EXERCISE »
Please restate the material below word for word, from the first line through the one that contains "pub mod logger;", inclusive.

===== INFORMATION SHOWN

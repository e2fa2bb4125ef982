//! Fateseal - decklists to Tabletop Simulator saved objects
//!
//! Parses MTGO-style decklist text, resolves every line against a card
//! database (with print selection and fuzzy suggestions for misspellings),
//! and writes the result as a Tabletop Simulator save file.

pub mod core;
pub mod error;
pub mod export;
pub mod image;
pub mod loader;
pub mod logger;
pub mod resolve;
pub mod session;

pub use error::{FatesealError, Result};
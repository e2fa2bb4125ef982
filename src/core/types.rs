//! Strongly-typed wrappers for card identity
//!
//! Resolved cards are rendered as lists, and list identity must survive
//! reordering, so every resolved card carries a `StableId` derived from its
//! normalized name and how many times that name has already appeared.

use deunicode::deunicode;
use serde::{Deserialize, Serialize};
use std::fmt;

/// Deterministic identifier for a resolved or derived card
///
/// Examples: "card-lightning-bolt-0", "extra-treasure-2", "custom-commander"
#[derive(Debug, Clone, PartialEq, Eq, Hash, Serialize, Deserialize)]
#[serde(transparent)]
pub struct StableId(String);

impl StableId {
    /// Build `<prefix>-<normalized name>-<occurrence>`
    pub fn derive(prefix: &str, name: &str, occurrence: usize) -> Self {
        StableId(format!("{prefix}-{}-{occurrence}", normalize_name(name)))
    }

    pub fn new(s: impl Into<String>) -> Self {
        StableId(s.into())
    }

    pub fn as_str(&self) -> &str {
        &self.0
    }
}

impl fmt::Display for StableId {
    fn fmt(&self, f: &mut fmt::Formatter<'_>) -> fmt::Result {
        write!(f, "{}", self.0)
    }
}

impl From<&str> for StableId {
    fn from(s: &str) -> Self {
        StableId(s.to_string())
    }
}

/// Normalize a card name for use inside identifiers
///
/// "Lim-Dûl's Vault" -> "lim-dul-s-vault"
/// "Fire // Ice" -> "fire-ice"
pub fn normalize_name(name: &str) -> String {
    let ascii = deunicode(name).to_lowercase();
    let mut normalized = String::with_capacity(ascii.len());
    let mut pending_dash = false;

    for c in ascii.chars() {
        if c.is_ascii_alphanumeric() {
            if pending_dash && !normalized.is_empty() {
                normalized.push('-');
            }
            pending_dash = false;
            normalized.push(c);
        } else {
            pending_dash = true;
        }
    }

    normalized
}

#[cfg(test)]
mod tests {
    use super::*;

    #[test]
    fn test_normalize_name() {
        assert_eq!(normalize_name("Lightning Bolt"), "lightning-bolt");
        assert_eq!(normalize_name("Adeline, Resplendent Cathar"), "adeline-resplendent-cathar");
        assert_eq!(normalize_name("Fire // Ice"), "fire-ice");
        assert_eq!(normalize_name("Lim-Dûl's Vault"), "lim-dul-s-vault");
        assert_eq!(normalize_name("  Æther Vial "), "aether-vial");
    }

    #[test]
    fn test_derive_stable_id() {
        let id = StableId::derive("card", "Sol Ring", 2);
        assert_eq!(id.as_str(), "card-sol-ring-2");
        assert_eq!(id.to_string(), "card-sol-ring-2");
    }
}
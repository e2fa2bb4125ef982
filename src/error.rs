//! Error types for Fateseal

use thiserror::Error;

#[derive(Error, Debug)]
pub enum FatesealError {
    #[error("Blank decklist line")]
    BlankLine,

    #[error("Invalid quantity '{0}': expected a positive integer")]
    InvalidQuantity(String),

    #[error("Parse error: {0}")]
    ParseError(String),

    #[error("Card database unavailable: {0}")]
    DatabaseUnavailable(String),

    #[error("Image failed to load: {0}")]
    ImageLoad(String),

    #[error("Nothing to export: the deck has no resolved cards")]
    EmptyDeck,

    #[error("IO error: {0}")]
    IoError(#[from] std::io::Error),

    #[error("Serialization error: {0}")]
    SerializationError(#[from] serde_json::Error),

    #[error("Task join error: {0}")]
    JoinError(#[from] tokio::task::JoinError),
}

pub type Result<T> = std::result::Result<T, FatesealError>;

==========

ANSWER TO THE EXERCISE »
repository e2fa2bb4125ef982
//! Fateseal - decklists to Tabletop Simulator saved objects
//!
//! Parses MTGO-style decklist text, resolves every line against a card
//! database (with print selection and fuzzy suggestions for misspellings),
//! and writes the result as a Tabletop Simulator save file.

pub mod core;
pub mod error;
pub mod export;
pub mod image;
pub mod loader;
pub mod logger;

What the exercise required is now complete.